▶ [SOURCE MATERIAL]:
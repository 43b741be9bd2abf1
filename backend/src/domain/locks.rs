//! Per-entity write serialization.
//!
//! The store offers no atomic array-append, so append-type mutations
//! (reviews, comments, likes) perform a read-modify-write. Two concurrent
//! cycles against the same document would silently drop one append; holding
//! a per-entity async mutex across the cycle prevents that. The registry is
//! keyed by document id and bounded by the number of entities mutated over
//! the process lifetime.

use std::collections::HashMap;
use std::sync::{Arc, Mutex};
use tokio::sync::{Mutex as AsyncMutex, OwnedMutexGuard};

/// Registry of per-entity async mutexes.
#[derive(Debug, Default)]
pub struct EntityLocks {
    inner: Mutex<HashMap<String, Arc<AsyncMutex<()>>>>,
}

impl EntityLocks {
    /// Create an empty registry.
    pub fn new() -> Self {
        Self::default()
    }

    /// Acquire the lock for one entity, waiting if another cycle holds it.
    ///
    /// The guard must be held across the whole read-modify-write cycle.
    pub async fn acquire(&self, key: &str) -> OwnedMutexGuard<()> {
        let lock = {
            let mut map = match self.inner.lock() {
                Ok(guard) => guard,
                // A poisoned registry only means another thread panicked
                // while inserting; the map itself is still usable.
                Err(poisoned) => poisoned.into_inner(),
            };
            Arc::clone(map.entry(key.to_owned()).or_default())
        };
        lock.lock_owned().await
    }
}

▶ [WHAT IS NEEDED]:
Every line from the start of the listing through the line with "read-modify-write. Two concurrent" should be reproduced exactly, and no other line.

▶ [SOLUTION]:
repository 43b741be9bd2abf1
filename backend/src/domain/locks.rs
//! Per-entity write serialization.
//!
//! The store offers no atomic array-append, so append-type mutations
//! (reviews, comments, likes) perform a read-modify-write. Two concurrent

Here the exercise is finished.